- [Aim of the exercise] Below are several records. Retype exactly those lines running from the one with "return Ok(exit);" through the one with "pub fn try_wait(&mut", end lines included, and no others.

(Collected data entries)
BEGIN

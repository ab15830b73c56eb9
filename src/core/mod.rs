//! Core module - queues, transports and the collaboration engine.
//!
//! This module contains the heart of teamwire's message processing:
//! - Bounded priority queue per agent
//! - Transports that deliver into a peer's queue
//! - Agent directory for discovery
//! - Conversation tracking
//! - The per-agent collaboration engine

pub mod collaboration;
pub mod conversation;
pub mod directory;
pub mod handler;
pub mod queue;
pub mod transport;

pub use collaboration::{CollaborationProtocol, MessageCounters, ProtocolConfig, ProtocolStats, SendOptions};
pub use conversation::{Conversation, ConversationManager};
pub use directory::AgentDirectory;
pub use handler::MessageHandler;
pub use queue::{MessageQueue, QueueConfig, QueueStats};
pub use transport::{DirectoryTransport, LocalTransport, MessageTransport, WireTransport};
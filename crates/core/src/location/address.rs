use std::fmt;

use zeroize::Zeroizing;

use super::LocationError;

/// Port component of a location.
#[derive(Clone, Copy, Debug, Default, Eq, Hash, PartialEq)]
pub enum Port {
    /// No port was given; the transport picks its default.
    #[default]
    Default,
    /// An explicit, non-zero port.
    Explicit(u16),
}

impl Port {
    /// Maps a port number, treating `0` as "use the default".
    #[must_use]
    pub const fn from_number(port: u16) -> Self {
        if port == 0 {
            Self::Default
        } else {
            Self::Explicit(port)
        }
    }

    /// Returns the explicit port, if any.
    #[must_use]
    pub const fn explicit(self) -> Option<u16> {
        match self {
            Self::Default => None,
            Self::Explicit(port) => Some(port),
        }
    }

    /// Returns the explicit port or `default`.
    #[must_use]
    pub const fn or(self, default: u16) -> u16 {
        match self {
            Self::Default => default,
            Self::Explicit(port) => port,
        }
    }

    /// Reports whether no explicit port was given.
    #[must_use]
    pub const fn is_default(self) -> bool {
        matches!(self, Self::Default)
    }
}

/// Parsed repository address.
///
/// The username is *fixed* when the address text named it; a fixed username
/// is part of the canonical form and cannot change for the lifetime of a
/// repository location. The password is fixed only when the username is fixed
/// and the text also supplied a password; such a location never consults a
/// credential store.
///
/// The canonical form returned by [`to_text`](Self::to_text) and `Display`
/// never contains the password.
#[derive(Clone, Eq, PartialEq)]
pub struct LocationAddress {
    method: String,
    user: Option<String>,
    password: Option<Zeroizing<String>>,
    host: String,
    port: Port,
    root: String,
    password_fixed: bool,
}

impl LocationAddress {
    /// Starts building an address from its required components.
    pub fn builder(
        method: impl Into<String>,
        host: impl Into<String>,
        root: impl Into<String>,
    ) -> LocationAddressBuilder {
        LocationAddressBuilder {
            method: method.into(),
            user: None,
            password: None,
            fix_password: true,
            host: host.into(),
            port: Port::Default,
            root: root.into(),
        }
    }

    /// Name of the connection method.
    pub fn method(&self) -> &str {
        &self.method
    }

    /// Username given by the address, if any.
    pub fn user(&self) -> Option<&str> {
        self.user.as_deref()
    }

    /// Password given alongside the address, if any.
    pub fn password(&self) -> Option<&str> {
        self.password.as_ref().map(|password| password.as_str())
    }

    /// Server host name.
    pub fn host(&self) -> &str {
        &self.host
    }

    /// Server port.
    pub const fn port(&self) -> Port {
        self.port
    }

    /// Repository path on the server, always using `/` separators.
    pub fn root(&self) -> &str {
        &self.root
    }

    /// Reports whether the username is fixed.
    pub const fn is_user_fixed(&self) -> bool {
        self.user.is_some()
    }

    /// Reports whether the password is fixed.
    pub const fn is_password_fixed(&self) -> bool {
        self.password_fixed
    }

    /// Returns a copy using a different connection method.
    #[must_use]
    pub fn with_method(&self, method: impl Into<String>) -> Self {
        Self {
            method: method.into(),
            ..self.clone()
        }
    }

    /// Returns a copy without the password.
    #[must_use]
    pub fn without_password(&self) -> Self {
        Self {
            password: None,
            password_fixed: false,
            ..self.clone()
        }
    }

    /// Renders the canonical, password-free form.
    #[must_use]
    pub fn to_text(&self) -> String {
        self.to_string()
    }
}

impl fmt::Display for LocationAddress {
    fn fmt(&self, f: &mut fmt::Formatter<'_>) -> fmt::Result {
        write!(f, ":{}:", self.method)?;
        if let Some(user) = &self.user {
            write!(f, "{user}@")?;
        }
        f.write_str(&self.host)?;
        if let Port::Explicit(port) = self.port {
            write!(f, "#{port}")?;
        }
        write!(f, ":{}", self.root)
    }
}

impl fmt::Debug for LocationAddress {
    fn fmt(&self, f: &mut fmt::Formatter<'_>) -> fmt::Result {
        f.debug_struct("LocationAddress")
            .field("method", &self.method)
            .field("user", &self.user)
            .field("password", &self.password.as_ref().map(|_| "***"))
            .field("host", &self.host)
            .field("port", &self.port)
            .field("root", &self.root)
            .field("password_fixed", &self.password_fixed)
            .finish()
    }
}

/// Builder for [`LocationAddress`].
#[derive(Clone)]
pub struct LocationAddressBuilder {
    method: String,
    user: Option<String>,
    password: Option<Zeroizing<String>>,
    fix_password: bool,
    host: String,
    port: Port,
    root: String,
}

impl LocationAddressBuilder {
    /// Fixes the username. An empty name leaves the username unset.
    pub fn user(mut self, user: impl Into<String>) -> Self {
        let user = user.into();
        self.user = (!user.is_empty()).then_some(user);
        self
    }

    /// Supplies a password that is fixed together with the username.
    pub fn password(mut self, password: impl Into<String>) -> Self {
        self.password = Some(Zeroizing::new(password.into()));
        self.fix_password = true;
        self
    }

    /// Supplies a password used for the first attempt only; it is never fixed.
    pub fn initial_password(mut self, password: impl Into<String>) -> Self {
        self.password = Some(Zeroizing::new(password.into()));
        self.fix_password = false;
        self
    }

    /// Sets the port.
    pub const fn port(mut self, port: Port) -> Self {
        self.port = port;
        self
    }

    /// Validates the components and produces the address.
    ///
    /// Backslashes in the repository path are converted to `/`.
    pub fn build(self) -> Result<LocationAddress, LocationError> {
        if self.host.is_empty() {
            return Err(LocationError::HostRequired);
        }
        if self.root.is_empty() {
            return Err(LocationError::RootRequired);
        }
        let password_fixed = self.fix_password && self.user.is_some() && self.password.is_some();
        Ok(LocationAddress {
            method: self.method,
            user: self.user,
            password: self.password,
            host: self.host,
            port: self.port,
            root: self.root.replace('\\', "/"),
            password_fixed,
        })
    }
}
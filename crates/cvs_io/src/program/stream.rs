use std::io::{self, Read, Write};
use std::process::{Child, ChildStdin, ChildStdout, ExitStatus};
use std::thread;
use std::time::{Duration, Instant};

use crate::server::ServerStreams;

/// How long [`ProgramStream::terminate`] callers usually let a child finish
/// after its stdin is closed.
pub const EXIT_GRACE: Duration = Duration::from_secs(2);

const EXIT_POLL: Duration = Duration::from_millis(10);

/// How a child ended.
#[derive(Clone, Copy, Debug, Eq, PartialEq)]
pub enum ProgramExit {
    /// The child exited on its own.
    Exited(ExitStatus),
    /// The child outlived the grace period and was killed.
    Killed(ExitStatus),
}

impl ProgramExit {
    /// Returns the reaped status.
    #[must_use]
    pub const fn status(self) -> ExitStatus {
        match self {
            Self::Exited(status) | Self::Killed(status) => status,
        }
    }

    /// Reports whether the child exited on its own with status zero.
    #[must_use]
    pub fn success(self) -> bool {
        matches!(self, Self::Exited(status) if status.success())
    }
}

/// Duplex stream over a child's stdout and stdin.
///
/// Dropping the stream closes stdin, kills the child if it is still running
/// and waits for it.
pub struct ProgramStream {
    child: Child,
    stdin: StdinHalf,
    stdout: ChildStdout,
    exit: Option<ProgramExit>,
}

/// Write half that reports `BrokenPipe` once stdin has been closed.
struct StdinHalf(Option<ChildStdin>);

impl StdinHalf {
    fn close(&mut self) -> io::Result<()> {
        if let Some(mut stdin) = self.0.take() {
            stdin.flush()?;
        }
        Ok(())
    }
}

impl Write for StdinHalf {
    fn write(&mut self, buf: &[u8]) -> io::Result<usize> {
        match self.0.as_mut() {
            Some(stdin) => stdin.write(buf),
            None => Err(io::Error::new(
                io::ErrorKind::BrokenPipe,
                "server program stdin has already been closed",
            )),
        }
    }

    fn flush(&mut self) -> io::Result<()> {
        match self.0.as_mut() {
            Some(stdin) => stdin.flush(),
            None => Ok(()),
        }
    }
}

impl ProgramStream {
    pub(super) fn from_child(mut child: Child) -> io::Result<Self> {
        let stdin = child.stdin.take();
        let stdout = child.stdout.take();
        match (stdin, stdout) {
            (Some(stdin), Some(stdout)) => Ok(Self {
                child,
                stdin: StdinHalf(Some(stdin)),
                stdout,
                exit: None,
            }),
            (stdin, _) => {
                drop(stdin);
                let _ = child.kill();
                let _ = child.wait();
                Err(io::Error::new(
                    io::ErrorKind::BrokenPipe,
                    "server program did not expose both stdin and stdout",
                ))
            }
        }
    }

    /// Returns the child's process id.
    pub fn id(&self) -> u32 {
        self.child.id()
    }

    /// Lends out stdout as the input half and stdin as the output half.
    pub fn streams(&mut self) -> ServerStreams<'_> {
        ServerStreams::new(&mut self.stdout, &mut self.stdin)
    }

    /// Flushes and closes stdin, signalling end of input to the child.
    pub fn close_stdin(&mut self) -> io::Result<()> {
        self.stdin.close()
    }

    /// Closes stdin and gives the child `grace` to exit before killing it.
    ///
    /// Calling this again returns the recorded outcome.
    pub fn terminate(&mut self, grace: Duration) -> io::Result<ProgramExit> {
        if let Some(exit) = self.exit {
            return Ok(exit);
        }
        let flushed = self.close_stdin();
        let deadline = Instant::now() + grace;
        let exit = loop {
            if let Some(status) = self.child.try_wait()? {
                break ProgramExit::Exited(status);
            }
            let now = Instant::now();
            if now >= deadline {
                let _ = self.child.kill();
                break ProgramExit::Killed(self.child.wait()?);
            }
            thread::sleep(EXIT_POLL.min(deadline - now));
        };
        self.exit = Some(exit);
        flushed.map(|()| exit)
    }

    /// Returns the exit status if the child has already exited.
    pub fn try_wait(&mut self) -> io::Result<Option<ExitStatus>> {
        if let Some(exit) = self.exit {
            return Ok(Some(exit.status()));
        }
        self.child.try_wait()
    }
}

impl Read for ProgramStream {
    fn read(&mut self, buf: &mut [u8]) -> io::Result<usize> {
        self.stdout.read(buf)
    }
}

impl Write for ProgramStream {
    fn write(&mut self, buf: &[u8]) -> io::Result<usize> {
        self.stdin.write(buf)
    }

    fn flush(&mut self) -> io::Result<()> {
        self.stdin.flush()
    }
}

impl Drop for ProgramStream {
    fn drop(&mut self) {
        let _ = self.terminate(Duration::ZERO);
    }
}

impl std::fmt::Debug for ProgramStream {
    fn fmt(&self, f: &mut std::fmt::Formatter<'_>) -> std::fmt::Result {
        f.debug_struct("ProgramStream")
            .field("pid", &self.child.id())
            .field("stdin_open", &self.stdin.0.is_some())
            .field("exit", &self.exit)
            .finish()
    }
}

END

- [Exercise result]
            return Ok(exit);
        }
        let flushed = self.close_stdin();
        let deadline = Instant::now() + grace;
        let exit = loop {
            if let Some(status) = self.child.try_wait()? {
                break ProgramExit::Exited(status);
            }
            let now = Instant::now();
            if now >= deadline {
                let _ = self.child.kill();
                break ProgramExit::Killed(self.child.wait()?);
            }
            thread::sleep(EXIT_POLL.min(deadline - now));
        };
        self.exit = Some(exit);
        flushed.map(|()| exit)
    }

    /// Returns the exit status if the child has already exited.
    pub fn try_wait(&mut self) -> io::Result<Option<ExitStatus>> {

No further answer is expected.